I didn't bother with sandbags today in all the wind. I just set up with the bipod, but I was still pleased with the group. Three shots into .369 inch. I'll sight in again once I have the load I want. My goal was 3000 fps. I was talking with the guys from long range pursuit and they said anything 3000 fps with a ballistic coefficient of .6 so at 2990 and a ballistic coefficient of .633 I guess I'm in that ballpark now.

They say you get best accuracy with your reticle centered, but I have been shooting a Ken Ferrell 20 degree picatinny rail and these groups were shot with my scope having three inches of down and 54 inches of up adjustment. Pic below.


----------



## Plainsman

I'll try get some other target pics up. I had the same guy put a new 20 inch medium DPMS barrel on my AR. With 75 gr match it shoots around 1/4 inch. The gunsmith was at the range today and he was so impressed he headed home to buy the same barrel for his Rock River. 
About four years ago I had a smith blueprint my Remington 700P in 308. It shoots most often around .3 inches. I am going to have this guy in Jamestown do that gun all over again and see if I can't get it under .2 inches. Then I'll just break down and buy a 6.5 Creedmore for my light walking around rifle.
My gunsmith doesn't do repair type work. He would rather build custom rifles or accurize rifles. If anyone is interested in having a custom he said he was willing to do a few. You can contact me and I'll give you his name and phone number.


----------



## Plainsman

I hope this photo isn't to bad. I had to reduce it way down for some reason. Anyway, I thought a pic of the finished product was in order. Well almost finished, the smith wants to bead blast it when he gets the equipment.


----------



## xdeano

Looks really nice. Needs a little color though. 
Xdeano


----------



## Plainsman

The gunsmith and I were wondering how this new rifle would perform with factory ammo. I was sort of skeptical since I had him cut the throat so long (jump for 190 gr SMK is .148" not sure of factory 180 soft point) to keep the long 210 gr Berger VLD out of the case (powder capacity). I started digging around and found a few rounds of old Federal Classic in 180 gr so it was off to the range with one of the grandkids this week.
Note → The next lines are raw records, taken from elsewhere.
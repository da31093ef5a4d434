//! Tag picker: search input with autocomplete dropdown, and the chip list of
//! tags chosen for the current image.
//!
//! Keyboard handling (Enter, arrows) does not happen here. Those keys are
//! resolved through the command dispatcher before egui sees them, using the
//! focus flag this component reports.

use app_core::{Candidate, Event, SessionState};
use egui::{Color32, Frame, Id, RichText, Rounding, Sense, Stroke, TextEdit, Ui};

/// Widget state that lives outside the session: the raw input text
#[derive(Debug, Default)]
pub struct TagPicker {
    text: String,
}

impl TagPicker {
    pub fn new() -> Self {
        Self::default()
    }

    /// Render; returns the events triggered this frame in the order they
    /// must be applied
    pub fn ui(&mut self, ui: &mut Ui, session: &SessionState, accent: Color32) -> Vec<Event> {
        let mut events = Vec::new();
        let mut focus_change = None;

        ui.horizontal_top(|ui| {
            ui.vertical(|ui| {
                ui.set_width(ui.available_width() * 0.3);

                let response = ui.add(
                    TextEdit::singleline(&mut self.text)
                        .id(Id::new("tag_search"))
                        .hint_text(session.placeholder())
                        .desired_width(f32::INFINITY)
                        // Enter is a dispatcher command, never a focus change
                        .return_key(None::<egui::KeyboardShortcut>),
                );

                // The dropdown was built from the pre-frame query, so a pick
                // must land before this frame's keystroke recomputes it
                if session.search.is_active() {
                    if let Some(candidate) = Self::dropdown(ui, session, accent) {
                        events.push(Event::PickCandidate(candidate));
                    }
                }

                if response.changed() {
                    events.push(Event::QueryChanged(self.text.clone()));
                }

                let focused = response.has_focus();
                if focused != session.input_focused {
                    focus_change = Some(focused);
                }
            });

            ui.separator();

            Self::chips(ui, session, &mut events);
        });

        // Blur goes last so a pointer pick on the dropdown lands first
        if let Some(focused) = focus_change {
            if !focused {
                self.text.clear();
            }
            events.push(Event::SearchFocusChanged(focused));
        }

        events
    }

    /// Candidate list; returns the entry pressed this frame.
    ///
    /// Reacts on pointer press rather than click: the press already takes
    /// focus away from the input, and the dropdown disappears with it.
    fn dropdown(ui: &mut Ui, session: &SessionState, accent: Color32) -> Option<Candidate> {
        let mut picked = None;
        let highlighted = session.search.highlighted();

        for (index, candidate) in session.search.candidates().iter().enumerate() {
            let selected = index == highlighted;
            let fill = if selected {
                accent
            } else {
                ui.visuals().widgets.inactive.bg_fill
            };

            let label = match candidate {
                Candidate::Existing(_) => RichText::new(candidate.to_string()),
                Candidate::New(_) => RichText::new(candidate.to_string()).italics(),
            };

            let response = Frame::none()
                .fill(fill)
                .inner_margin(egui::Margin::symmetric(8.0, 4.0))
                .show(ui, |ui| {
                    ui.set_width(ui.available_width());
                    ui.label(label);
                })
                .response
                .interact(Sense::click());

            let pressed = ui.input(|i| i.pointer.primary_pressed());
            if pressed && response.hovered() {
                picked = Some(candidate.clone());
            }
        }

        picked
    }

    fn chips(ui: &mut Ui, session: &SessionState, events: &mut Vec<Event>) {
        ui.horizontal_wrapped(|ui| {
            for tag in &session.image.tags {
                Frame::none()
                    .stroke(Stroke::new(1.0, ui.visuals().widgets.noninteractive.fg_stroke.color))
                    .rounding(Rounding::same(4.0))
                    .inner_margin(egui::Margin::symmetric(6.0, 2.0))
                    .show(ui, |ui| {
                        ui.horizontal(|ui| {
                            ui.label(RichText::new(tag).monospace());
                            if ui.small_button("✖").on_hover_text("Remove tag").clicked() {
                                events.push(Event::RemoveTag(tag.clone()));
                            }
                        });
                    });
            }
        });
    }
}
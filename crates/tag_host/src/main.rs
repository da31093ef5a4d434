//! ImageTagger backend host
//!
//! Spawned by the UI process. Requests arrive as JSON lines on stdin and
//! replies/pushes leave as JSON lines on stdout, so all logging goes to stderr.

use anyhow::Result;
use tag_host::{bridge, RfdPicker, TaggingBackend};
use tracing_subscriber::{fmt, prelude::*, EnvFilter};

fn main() -> Result<()> {
    // Initialize logging
    tracing_subscriber::registry()
        .with(EnvFilter::try_from_default_env().unwrap_or_else(|_| EnvFilter::new("info")))
        .with(fmt::layer().with_writer(std::io::stderr))
        .init();

    tracing::info!("Tag host starting (pid {})", std::process::id());

    let stdin = std::io::stdin();
    let stdout = std::io::stdout();
    let mut backend = TaggingBackend::new(RfdPicker);

    bridge::run(stdin.lock(), stdout.lock(), &mut backend)
}
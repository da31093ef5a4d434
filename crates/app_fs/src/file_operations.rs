//! File operations module
//! Provides move, atomic write and open-external operations

use crate::{FsError, Result};
use std::fs;
use std::path::{Path, PathBuf};

/// Move `source` into `target_dir`, optionally under a new file name.
///
/// The target directory is created if missing. An existing file at the
/// destination is never overwritten.
pub fn move_into(source: &Path, target_dir: &Path, new_name: Option<&str>) -> Result<PathBuf> {
    if !source.is_file() {
        return Err(FsError::NotFound(source.display().to_string()));
    }

    let file_name = match new_name {
        Some(name) => name.to_string(),
        None => source
            .file_name()
            .map(|n| n.to_string_lossy().to_string())
            .ok_or_else(|| FsError::InvalidPath(source.display().to_string()))?,
    };

    if file_name.is_empty() || file_name.contains(['/', '\\']) {
        return Err(FsError::InvalidPath(file_name));
    }

    fs::create_dir_all(target_dir)?;
    let dest = target_dir.join(&file_name);

    if dest.exists() {
        return Err(FsError::AlreadyExists(dest.display().to_string()));
    }

    fs::rename(source, &dest)?;
    tracing::debug!("Moved {:?} -> {:?}", source, dest);

    Ok(dest)
}

/// Write `contents` to `path` through a sibling temp file and a rename,
/// so readers never observe a half-written file.
pub fn write_atomic(path: &Path, contents: &[u8]) -> Result<()> {
    let file_name = path
        .file_name()
        .ok_or_else(|| FsError::InvalidPath(path.display().to_string()))?;

    let mut tmp_name = file_name.to_os_string();
    tmp_name.push(".tmp");
    let tmp_path = path.with_file_name(tmp_name);

    fs::write(&tmp_path, contents)?;
    if let Err(e) = fs::rename(&tmp_path, path) {
        let _ = fs::remove_file(&tmp_path);
        return Err(e.into());
    }

    Ok(())
}

/// Open a file with the system default application
#[cfg(feature = "open-external")]
pub fn open_external(path: &Path) -> Result<()> {
    if !path.exists() {
        return Err(FsError::NotFound(path.display().to_string()));
    }

    open::that_detached(path).map_err(|e| FsError::OpenFailed {
        path: path.display().to_string(),
        reason: e.to_string(),
    })?;

    tracing::info!("Opened {:?} with default application", path);
    Ok(())
}

#[cfg(not(feature = "open-external"))]
pub fn open_external(path: &Path) -> Result<()> {
    Err(FsError::OpenFailed {
        path: path.display().to_string(),
        reason: "open-external feature not enabled".to_string(),
    })
}

#[cfg(test)]
mod tests {
    use super::*;

    #[test]
    fn test_move_into_creates_dir() {
        let dir = tempfile::tempdir().unwrap();
        let source = dir.path().join("a.png");
        fs::write(&source, b"png").unwrap();

        let dest = move_into(&source, &dir.path().join("tagged"), None).unwrap();
        assert_eq!(dest, dir.path().join("tagged").join("a.png"));
        assert!(!source.exists());
        assert_eq!(fs::read(&dest).unwrap(), b"png");
    }

    #[test]
    fn test_move_into_renames() {
        let dir = tempfile::tempdir().unwrap();
        let source = dir.path().join("a.png");
        fs::write(&source, b"png").unwrap();

        let dest = move_into(&source, dir.path(), Some("b.png")).unwrap();
        assert_eq!(dest.file_name().unwrap(), "b.png");
    }

    #[test]
    fn test_move_into_never_clobbers() {
        let dir = tempfile::tempdir().unwrap();
        let target = dir.path().join("tagged");
        fs::create_dir(&target).unwrap();
        fs::write(target.join("a.png"), b"old").unwrap();
        let source = dir.path().join("a.png");
        fs::write(&source, b"new").unwrap();

        let result = move_into(&source, &target, None);
        assert!(matches!(result, Err(FsError::AlreadyExists(_))));
        assert!(source.exists());
        assert_eq!(fs::read(target.join("a.png")).unwrap(), b"old");
    }

    #[test]
    fn test_move_missing_source() {
        let dir = tempfile::tempdir().unwrap();
        let result = move_into(&dir.path().join("gone.png"), dir.path(), None);
        assert!(matches!(result, Err(FsError::NotFound(_))));
    }

    #[test]
    fn test_write_atomic_replaces() {
        let dir = tempfile::tempdir().unwrap();
        let path = dir.path().join("tags.json");
        write_atomic(&path, b"[1]").unwrap();
        write_atomic(&path, b"[1,2]").unwrap();

        assert_eq!(fs::read(&path).unwrap(), b"[1,2]");
        assert!(!dir.path().join("tags.json.tmp").exists());
    }
}
//! Application theming

use app_core::NotificationKind;
use egui::{Color32, Visuals};

/// Application theme
#[derive(Debug, Clone)]
pub struct Theme {
    pub name: String,
    pub background: Color32,
    pub surface: Color32,
    pub primary: Color32,
    pub text: Color32,
    pub text_secondary: Color32,
    pub accent: Color32,
    pub error: Color32,
    pub warning: Color32,
    pub success: Color32,
    pub info: Color32,
}

impl Theme {
    /// Dark theme (default)
    pub fn dark() -> Self {
        Self {
            name: "dark".to_string(),
            background: Color32::from_rgb(32, 32, 32),
            surface: Color32::from_rgb(48, 48, 48),
            primary: Color32::from_rgb(64, 64, 64),
            text: Color32::from_rgb(240, 240, 240),
            text_secondary: Color32::from_rgb(160, 160, 160),
            accent: Color32::from_rgb(214, 64, 159), // Magenta
            error: Color32::from_rgb(220, 80, 80),
            warning: Color32::from_rgb(220, 180, 80),
            success: Color32::from_rgb(80, 200, 120),
            info: Color32::from_rgb(58, 191, 248),
        }
    }

    /// Light theme
    pub fn light() -> Self {
        Self {
            name: "light".to_string(),
            background: Color32::from_rgb(250, 250, 250),
            surface: Color32::from_rgb(255, 255, 255),
            primary: Color32::from_rgb(230, 230, 230),
            text: Color32::from_rgb(32, 32, 32),
            text_secondary: Color32::from_rgb(100, 100, 100),
            accent: Color32::from_rgb(59, 130, 246), // Blue
            error: Color32::from_rgb(220, 38, 38),
            warning: Color32::from_rgb(234, 179, 8),
            success: Color32::from_rgb(34, 197, 94),
            info: Color32::from_rgb(14, 165, 233),
        }
    }

    /// Apply theme to egui
    pub fn apply(&self, ctx: &egui::Context) {
        let mut style = (*ctx.style()).clone();
        let mut visuals = if self.name == "dark" {
            Visuals::dark()
        } else {
            Visuals::light()
        };

        // Customize visuals
        visuals.panel_fill = self.surface;
        visuals.window_fill = self.surface;
        visuals.extreme_bg_color = self.background;
        visuals.faint_bg_color = self.primary;

        visuals.widgets.noninteractive.bg_fill = self.surface;
        visuals.widgets.noninteractive.fg_stroke.color = self.text;

        visuals.widgets.inactive.bg_fill = self.primary;
        visuals.widgets.inactive.fg_stroke.color = self.text;

        visuals.widgets.hovered.bg_fill = self.accent.linear_multiply(0.3);
        visuals.widgets.hovered.fg_stroke.color = self.text;

        visuals.widgets.active.bg_fill = self.accent.linear_multiply(0.5);
        visuals.widgets.active.fg_stroke.color = self.text;

        visuals.selection.bg_fill = self.accent.linear_multiply(0.3);
        visuals.selection.stroke.color = self.accent;

        style.visuals = visuals;
        ctx.set_style(style);
    }

    /// Get theme by name
    pub fn by_name(name: &str) -> Self {
        match name.to_lowercase().as_str() {
            "light" => Self::light(),
            _ => Self::dark(),
        }
    }

    /// Toast fill for a notification kind
    pub fn notification_color(&self, kind: NotificationKind) -> Color32 {
        match kind {
            NotificationKind::Success => self.success,
            NotificationKind::Error => self.error,
            NotificationKind::Info => self.info,
        }
    }
}

impl Default for Theme {
    fn default() -> Self {
        Self::dark()
    }
}

#[cfg(test)]
mod tests {
    use super::*;

    #[test]
    fn test_by_name_falls_back_to_dark() {
        assert_eq!(Theme::by_name("LIGHT").name, "light");
        assert_eq!(Theme::by_name("solarized").name, "dark");
    }

    #[test]
    fn test_notification_colors_differ() {
        let theme = Theme::dark();
        assert_ne!(
            theme.notification_color(NotificationKind::Success),
            theme.notification_color(NotificationKind::Error)
        );
        assert_eq!(theme.notification_color(NotificationKind::Info), theme.info);
    }
}
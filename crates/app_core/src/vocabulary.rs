//! Known tag vocabulary

use std::collections::HashSet;

/// The set of known tags, in insertion order.
///
/// Seeded from the remote catalog and extended locally when the operator
/// coins a new tag. Tags are never removed during a session.
#[derive(Debug, Clone, Default)]
pub struct TagVocabulary {
    tags: Vec<String>,
    index: HashSet<String>,
}

impl TagVocabulary {
    pub fn new() -> Self {
        Self::default()
    }

    /// Build a vocabulary, keeping the first occurrence of duplicates
    pub fn from_tags<I, S>(tags: I) -> Self
    where
        I: IntoIterator<Item = S>,
        S: Into<String>,
    {
        let mut vocabulary = Self::new();
        for tag in tags {
            vocabulary.insert(tag);
        }
        vocabulary
    }

    /// Add a tag; returns false if it was already known
    pub fn insert<S: Into<String>>(&mut self, tag: S) -> bool {
        let tag = tag.into();
        if self.index.contains(&tag) {
            return false;
        }
        self.index.insert(tag.clone());
        self.tags.push(tag);
        true
    }

    pub fn contains(&self, tag: &str) -> bool {
        self.index.contains(tag)
    }

    pub fn len(&self) -> usize {
        self.tags.len()
    }

    pub fn is_empty(&self) -> bool {
        self.tags.is_empty()
    }

    pub fn iter(&self) -> impl Iterator<Item = &str> {
        self.tags.iter().map(String::as_str)
    }

    /// Install the catalog's tags.
    ///
    /// Catalog order comes first; tags already known locally but missing from
    /// the catalog are kept after them.
    pub fn merge_catalog(&mut self, catalog: Vec<String>) {
        let previous = std::mem::take(&mut self.tags);
        self.index.clear();

        for tag in catalog.into_iter().chain(previous) {
            self.insert(tag);
        }
    }
}

#[cfg(test)]
mod tests {
    use super::*;

    #[test]
    fn test_insert_keeps_order_and_dedups() {
        let mut vocab = TagVocabulary::from_tags(["b", "a", "b"]);
        assert_eq!(vocab.iter().collect::<Vec<_>>(), vec!["b", "a"]);

        assert!(vocab.insert("c"));
        assert!(!vocab.insert("a"));
        assert_eq!(vocab.len(), 3);
        assert!(vocab.contains("c"));
        assert!(!vocab.contains("C"));
    }

    #[test]
    fn test_merge_catalog_keeps_local_tags() {
        let mut vocab = TagVocabulary::new();
        vocab.insert("coined");
        vocab.insert("hentai");

        vocab.merge_catalog(vec!["ecchi".to_string(), "hentai".to_string()]);
        assert_eq!(vocab.iter().collect::<Vec<_>>(), vec!["ecchi", "hentai", "coined"]);
    }
}
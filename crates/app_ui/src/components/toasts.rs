//! Toast notifications overlay

use crate::Theme;
use app_core::{NotificationKind, Toast};
use egui::{Align2, Area, Color32, Context, Frame, Id, Order, RichText, Rounding};

pub struct ToastStack;

impl ToastStack {
    /// Draw the active toasts top-center, oldest on top
    pub fn ui(ctx: &Context, toasts: &[Toast], theme: &Theme) {
        if toasts.is_empty() {
            return;
        }

        Area::new(Id::new("toasts"))
            .order(Order::Tooltip)
            .anchor(Align2::CENTER_TOP, egui::vec2(0.0, 16.0))
            .interactable(false)
            .show(ctx, |ui| {
                for toast in toasts {
                    let icon = match toast.notification.kind {
                        NotificationKind::Success => "✔",
                        NotificationKind::Error => "✖",
                        NotificationKind::Info => "ℹ",
                    };

                    Frame::none()
                        .fill(theme.notification_color(toast.notification.kind))
                        .rounding(Rounding::same(16.0))
                        .inner_margin(egui::Margin::symmetric(16.0, 8.0))
                        .show(ui, |ui| {
                            ui.label(
                                RichText::new(format!("{}  {}", icon, toast.notification.message))
                                    .color(Color32::BLACK)
                                    .strong(),
                            );
                        });
                    ui.add_space(6.0);
                }
            });
    }
}
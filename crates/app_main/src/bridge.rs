//! Backend host process: spawning, request writing, reply reading

use app_core::AppError;
use crossbeam_channel::Sender;
use ipc_proto::{read_message, write_message, BackendEvent, BackendRequest};
use parking_lot::Mutex;
use std::io::BufReader;
use std::path::{Path, PathBuf};
use std::process::{Child, ChildStdin, Command, Stdio};
use std::thread::JoinHandle;
use std::time::{Duration, Instant};

/// Messages delivered to the UI thread from worker threads
#[derive(Debug)]
pub enum AppMessage {
    Backend(BackendEvent),
    VocabularyLoaded(Vec<String>),
    BackendExited(String),
}

/// Executable name of the backend host
const HOST_NAME: &str = "tag_host";

/// `tag_host` next to the running executable, unless configured otherwise
pub fn host_path(configured: Option<&Path>) -> PathBuf {
    if let Some(path) = configured {
        return path.to_path_buf();
    }

    let file_name = format!("{}{}", HOST_NAME, std::env::consts::EXE_SUFFIX);
    std::env::current_exe()
        .ok()
        .and_then(|exe| exe.parent().map(|dir| dir.join(&file_name)))
        .unwrap_or_else(|| PathBuf::from(file_name))
}

/// Running backend host. Requests go to its stdin; a reader thread forwards
/// its stdout replies into the UI channel.
pub struct BackendBridge {
    child: Child,
    stdin: Mutex<Option<ChildStdin>>,
    reader: Option<JoinHandle<()>>,
}

impl BackendBridge {
    pub fn spawn(path: &Path, messages: Sender<AppMessage>) -> Result<Self, AppError> {
        let mut child = Command::new(path)
            .stdin(Stdio::piped())
            .stdout(Stdio::piped())
            .stderr(Stdio::inherit())
            .spawn()
            .map_err(|e| AppError::Bridge(format!("cannot start {}: {}", path.display(), e)))?;

        let (Some(stdin), Some(stdout)) = (child.stdin.take(), child.stdout.take()) else {
            reap(&mut child);
            return Err(AppError::Bridge("host pipes unavailable".to_string()));
        };

        let spawned = std::thread::Builder::new()
            .name("backend-reader".to_string())
            .spawn(move || {
                let mut reader = BufReader::new(stdout);
                let reason = loop {
                    match read_message(&mut reader) {
                        Ok(Some(envelope)) => match BackendEvent::from_envelope(&envelope) {
                            Ok(event) => {
                                if messages.send(AppMessage::Backend(event)).is_err() {
                                    return;
                                }
                            }
                            Err(e) => tracing::warn!("Ignoring backend message: {}", e),
                        },
                        Ok(None) => break "backend process exited".to_string(),
                        Err(e) => break e.to_string(),
                    }
                };
                let _ = messages.send(AppMessage::BackendExited(reason));
            });

        let reader = match spawned {
            Ok(reader) => reader,
            Err(e) => {
                reap(&mut child);
                return Err(AppError::Io(e));
            }
        };

        tracing::info!("Backend host started: {} (pid {})", path.display(), child.id());

        Ok(Self {
            child,
            stdin: Mutex::new(Some(stdin)),
            reader: Some(reader),
        })
    }

    pub fn send(&self, request: &BackendRequest) -> Result<(), AppError> {
        let mut stdin = self.stdin.lock();
        let pipe = stdin
            .as_mut()
            .ok_or_else(|| AppError::Bridge("backend already shut down".to_string()))?;

        tracing::debug!("-> {}", request.name());
        write_message(pipe, &request.to_envelope())
            .map_err(|e| AppError::Bridge(format!("cannot reach backend: {}", e)))
    }

    fn shutdown(&mut self) {
        if let Err(e) = self.send(&BackendRequest::Shutdown) {
            tracing::debug!("Shutdown request not delivered: {}", e);
        }
        // Closing stdin is the EOF the host also treats as shutdown
        self.stdin.lock().take();

        let deadline = Instant::now() + Duration::from_secs(2);
        loop {
            match self.child.try_wait() {
                Ok(Some(status)) => {
                    tracing::info!("Backend host exited: {}", status);
                    break;
                }
                Ok(None) if Instant::now() < deadline => {
                    std::thread::sleep(Duration::from_millis(20));
                }
                _ => {
                    tracing::warn!("Backend host did not exit, killing it");
                    reap(&mut self.child);
                    break;
                }
            }
        }

        if let Some(reader) = self.reader.take() {
            let _ = reader.join();
        }
    }
}

/// Kill the host and collect its exit status
fn reap(child: &mut Child) {
    if let Err(e) = child.kill() {
        tracing::debug!("Kill failed: {}", e);
    }
    let _ = child.wait();
}

impl Drop for BackendBridge {
    fn drop(&mut self) {
        self.shutdown();
    }
}

#[cfg(test)]
mod tests {
    use super::*;

    #[test]
    fn test_configured_host_path_wins() {
        let configured = PathBuf::from("/opt/tagger/tag_host");
        assert_eq!(host_path(Some(&configured)), configured);
    }

    #[test]
    fn test_default_host_path_is_sibling() {
        let path = host_path(None);
        let name = path.file_name().unwrap().to_string_lossy().to_string();
        assert!(name.starts_with("tag_host"));
    }

    #[cfg(unix)]
    #[test]
    fn test_reap_collects_running_child() {
        let mut child = Command::new("sleep").arg("30").spawn().unwrap();
        reap(&mut child);
        assert!(child.try_wait().unwrap().is_some());
    }

    #[test]
    fn test_missing_host_is_bridge_error() {
        let (tx, _rx) = crossbeam_channel::unbounded();
        let result = BackendBridge::spawn(Path::new("/nonexistent/tag_host"), tx);
        assert!(matches!(result, Err(AppError::Bridge(_))));
    }
}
I perhaps should have fired a few rounds before going for group, but I wanted to see if impact point changed from clean cold barrel to warm barrel. It moved high and right as compared to the 210 gr, but still grouped better than I expected. I had a tough time getting a measurement on this group because the edges of the bullet holes were not clean cut. Just to let you know I may be off five or ten thousandths of an inch.

Also, they advertise 2960 fps for a 180 gr, but I got 3063 average. My barrel is 28.25 inches. I expected most of the powder to be burned in 26 inches. I guess not. Wind was 4-7 mph from the left. The rifle was sighted in for 210 gr. I was shooting a Nikon Monarch on 16X.

Cutting the throat long may not let me set back and rechamber for longer barrel life, but it was more important for me to move the long bullet out of my case and into the neck. I don't know if any of this means much, but I hope it gives people something to think about if or when they do this.


----------



## xdeano

Plainsman,

I've been wondering about your 300 build. I just figured that you've been overly busy this summer that you hadn't had time to shoot much. It looks like it's shoot just fine to me. :thumb:

It's funny to see how much velocity spread there is from what the factory writes on the box to what the actual numbers are. I don't know how much 2.25" would have to much of an effect on 100fps. I'd maybe give it 30-50fps or so, I'd say the rest of the difference has to with temperature and factory numbers.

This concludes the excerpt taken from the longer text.